To complement serology as a tool in public health interventions, we introduced the "celluloepidemiology" paradigm where we leveraged pathogen-specific T cell responses at a population level to advance our epidemiological understanding of infectious diseases, using SARS-CoV-2 as a model. Applying flow cytometry and machine learning on data from more than 500 individuals, we showed that the number of T cells with positive expression of functional markers not only could distinguish patients who recovered from COVID-19 from controls and pre-COVID donors but also identify previously unrecognized asymptomatic patients from mild, moderate, and severe recovered patients. The celluloepidemiology approach was uniquely capable to differentiate health care worker groups with different SARS-CoV-2 exposures from each other. T cell receptor (TCR) profiling strengthened our analysis by revealing that SARS-CoV-2-specific TCRs were more abundant in patients than in controls. We believe that adding data on T cell reactivity will complement serology and augment the value of infection morbidity modeling for populations.
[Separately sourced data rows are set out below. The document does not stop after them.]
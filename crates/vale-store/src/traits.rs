use std::future::Future;
use std::pin::Pin;

use async_trait::async_trait;
use bytes::Bytes;
use vale_types::ContentHash;

use crate::error::StoreResult;

/// Future handed to [`BlobCache::get_or_fetch`] to produce bytes on a miss.
pub type FetchFuture<'a> = Pin<Box<dyn Future<Output = Option<Bytes>> + Send + 'a>>;

/// Local hash-keyed byte cache.
///
/// All implementations must satisfy these invariants:
/// - The cache never interprets or verifies content; callers verify bytes
///   against the key before trusting them.
/// - `get_or_fetch` polls its fetch future at most once, and only on a miss.
/// - Concurrent `get_or_fetch` calls for one key run at most one fetch at a
///   time; waiters share a successful result.
/// - A fetch that yields `None` stores nothing.
#[async_trait]
pub trait BlobCache: Send + Sync {
    /// Read cached bytes for `hash`.
    async fn get(&self, hash: &ContentHash) -> StoreResult<Option<Bytes>>;

    /// Read cached bytes for `hash`, or run `fetch` and store what it yields.
    async fn get_or_fetch<'a>(
        &'a self,
        hash: &'a ContentHash,
        fetch: FetchFuture<'a>,
    ) -> StoreResult<Option<Bytes>>;
}
use crate::value::Value;

/// A value bound to a stream-wide id.
///
/// Declarations are the append-only unit of the encoded stream. Ids are
/// assigned once, in increasing order, and a later declaration may refer to an
/// earlier one by id.
#[derive(Clone, Debug, PartialEq, Eq)]
pub struct Declaration {
    pub id: u64,
    pub value: Value,
}

impl Declaration {
    pub fn new(id: u64, value: Value) -> Self {
        Self { id, value }
    }
}
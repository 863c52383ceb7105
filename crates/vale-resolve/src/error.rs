use thiserror::Error;
use vale_types::{ContentHash, TypeError};

#[derive(Debug, Error)]
pub enum ResolveError {
    #[error("invalid hash {input:?}: {source}")]
    InvalidHash { input: String, source: TypeError },

    /// No cache entry, hint source, or fallback produced bytes. The message
    /// carries every per-source failure.
    #[error("{message}")]
    NotFound { hash: ContentHash, message: String },

    #[error("bytes do not match expected hash {expected} under any hash scheme")]
    HashMismatch { expected: ContentHash },

    /// A tree provider could not produce trees for a source.
    #[error("provider error: {0}")]
    Provider(String),

    #[error("store error: {0}")]
    Store(#[from] vale_store::StoreError),

    #[error("config error: {0}")]
    Config(String),
}

pub type ResolveResult<T> = Result<T, ResolveError>;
为补充血清学作为公共卫生干预工具的不足,我们引入了“细胞流行病学”范式,即以严重急性呼吸综合征冠状病毒2(SARS-CoV-2)为模型,在人群层面利用病原体特异性T细胞反应来深化我们对传染病的流行病学认识。通过对500多名个体的数据应用流式细胞术和机器学习,我们发现功能性标志物呈阳性表达的T细胞数量不仅可以区分新冠肺炎康复患者与对照组及新冠疫情前的捐赠者,还能从轻症、中症和重症康复患者中识别出此前未被发现的无症状患者。细胞流行病学方法具有独特的能力,能够区分不同SARS-CoV-2暴露程度的医护人员群体。T细胞受体(TCR)分析通过揭示SARS-CoV-2特异性TCR在患者中比在对照组中更丰富,加强了我们的分析。我们认为,增加T细胞反应性数据将补充血清学,并提高人群感染发病率建模的价值。